:: TASK TO CARRY OUT ::
Please copy every line of the data in which the string "errors" appears.

:: THE RECORDS ::
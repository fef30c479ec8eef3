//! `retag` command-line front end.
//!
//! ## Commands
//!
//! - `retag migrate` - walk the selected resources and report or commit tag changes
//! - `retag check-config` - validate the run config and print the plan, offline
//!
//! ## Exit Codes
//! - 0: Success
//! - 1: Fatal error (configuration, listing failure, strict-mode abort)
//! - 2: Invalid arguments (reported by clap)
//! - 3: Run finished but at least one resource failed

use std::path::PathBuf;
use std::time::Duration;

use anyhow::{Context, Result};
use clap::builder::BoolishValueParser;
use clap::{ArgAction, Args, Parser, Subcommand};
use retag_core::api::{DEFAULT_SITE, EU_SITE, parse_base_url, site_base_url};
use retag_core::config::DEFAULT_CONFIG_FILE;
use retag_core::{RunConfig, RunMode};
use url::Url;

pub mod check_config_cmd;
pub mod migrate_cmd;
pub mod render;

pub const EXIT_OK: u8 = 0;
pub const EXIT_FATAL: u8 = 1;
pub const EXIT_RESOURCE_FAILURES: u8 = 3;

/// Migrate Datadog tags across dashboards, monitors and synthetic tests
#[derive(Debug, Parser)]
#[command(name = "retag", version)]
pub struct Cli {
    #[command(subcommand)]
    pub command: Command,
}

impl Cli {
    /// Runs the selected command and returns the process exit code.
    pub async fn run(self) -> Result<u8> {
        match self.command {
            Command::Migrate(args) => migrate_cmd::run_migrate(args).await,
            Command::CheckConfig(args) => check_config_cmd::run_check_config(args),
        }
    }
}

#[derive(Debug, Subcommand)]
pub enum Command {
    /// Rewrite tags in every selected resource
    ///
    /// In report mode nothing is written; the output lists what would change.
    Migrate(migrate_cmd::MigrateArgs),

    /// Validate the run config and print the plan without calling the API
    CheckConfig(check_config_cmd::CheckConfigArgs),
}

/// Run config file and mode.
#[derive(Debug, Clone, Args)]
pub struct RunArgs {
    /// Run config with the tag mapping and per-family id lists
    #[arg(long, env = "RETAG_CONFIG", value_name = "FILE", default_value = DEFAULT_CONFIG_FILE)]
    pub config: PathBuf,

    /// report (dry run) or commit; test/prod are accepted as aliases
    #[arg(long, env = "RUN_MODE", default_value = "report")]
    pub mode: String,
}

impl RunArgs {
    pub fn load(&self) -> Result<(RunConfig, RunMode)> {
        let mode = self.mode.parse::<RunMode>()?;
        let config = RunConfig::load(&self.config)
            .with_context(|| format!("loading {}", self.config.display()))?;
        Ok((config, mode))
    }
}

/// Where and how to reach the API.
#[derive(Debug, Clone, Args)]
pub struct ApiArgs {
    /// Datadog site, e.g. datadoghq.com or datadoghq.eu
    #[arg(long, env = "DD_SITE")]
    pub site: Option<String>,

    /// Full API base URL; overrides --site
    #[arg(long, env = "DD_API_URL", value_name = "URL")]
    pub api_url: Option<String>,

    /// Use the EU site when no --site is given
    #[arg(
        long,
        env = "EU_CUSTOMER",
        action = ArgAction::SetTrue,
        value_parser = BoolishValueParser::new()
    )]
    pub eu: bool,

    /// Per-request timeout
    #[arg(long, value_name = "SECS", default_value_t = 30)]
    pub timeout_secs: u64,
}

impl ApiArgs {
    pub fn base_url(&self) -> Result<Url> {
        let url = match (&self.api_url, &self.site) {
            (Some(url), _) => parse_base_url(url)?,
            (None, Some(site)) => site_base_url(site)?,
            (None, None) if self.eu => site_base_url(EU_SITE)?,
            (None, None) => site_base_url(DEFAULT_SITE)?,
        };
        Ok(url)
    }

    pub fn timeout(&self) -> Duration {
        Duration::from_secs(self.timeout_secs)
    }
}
---
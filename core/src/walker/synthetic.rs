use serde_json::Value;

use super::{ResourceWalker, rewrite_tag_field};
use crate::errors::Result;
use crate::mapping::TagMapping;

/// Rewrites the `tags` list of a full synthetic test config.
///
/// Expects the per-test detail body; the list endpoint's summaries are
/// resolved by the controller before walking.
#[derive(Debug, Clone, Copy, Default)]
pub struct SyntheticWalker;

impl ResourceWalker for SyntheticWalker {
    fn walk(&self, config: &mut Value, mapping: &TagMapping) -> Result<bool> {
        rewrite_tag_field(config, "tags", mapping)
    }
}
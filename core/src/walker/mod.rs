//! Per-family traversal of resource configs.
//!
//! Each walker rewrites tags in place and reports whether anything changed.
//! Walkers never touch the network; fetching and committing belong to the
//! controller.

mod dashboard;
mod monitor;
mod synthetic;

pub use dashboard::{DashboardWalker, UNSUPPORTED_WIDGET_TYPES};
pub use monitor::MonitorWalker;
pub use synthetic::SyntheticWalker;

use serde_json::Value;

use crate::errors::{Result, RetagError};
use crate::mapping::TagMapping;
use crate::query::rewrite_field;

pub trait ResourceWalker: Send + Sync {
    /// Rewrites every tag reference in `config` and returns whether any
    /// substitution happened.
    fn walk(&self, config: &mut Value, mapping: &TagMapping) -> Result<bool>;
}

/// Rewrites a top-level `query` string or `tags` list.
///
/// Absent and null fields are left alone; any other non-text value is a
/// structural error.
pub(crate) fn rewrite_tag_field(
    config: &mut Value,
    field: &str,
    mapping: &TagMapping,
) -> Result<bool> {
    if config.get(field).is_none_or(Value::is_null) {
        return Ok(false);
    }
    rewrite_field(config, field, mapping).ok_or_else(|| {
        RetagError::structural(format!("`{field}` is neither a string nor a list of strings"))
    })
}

:: TASK RESPONSE ::
use crate::errors::Result;
use crate::errors::{Result, RetagError};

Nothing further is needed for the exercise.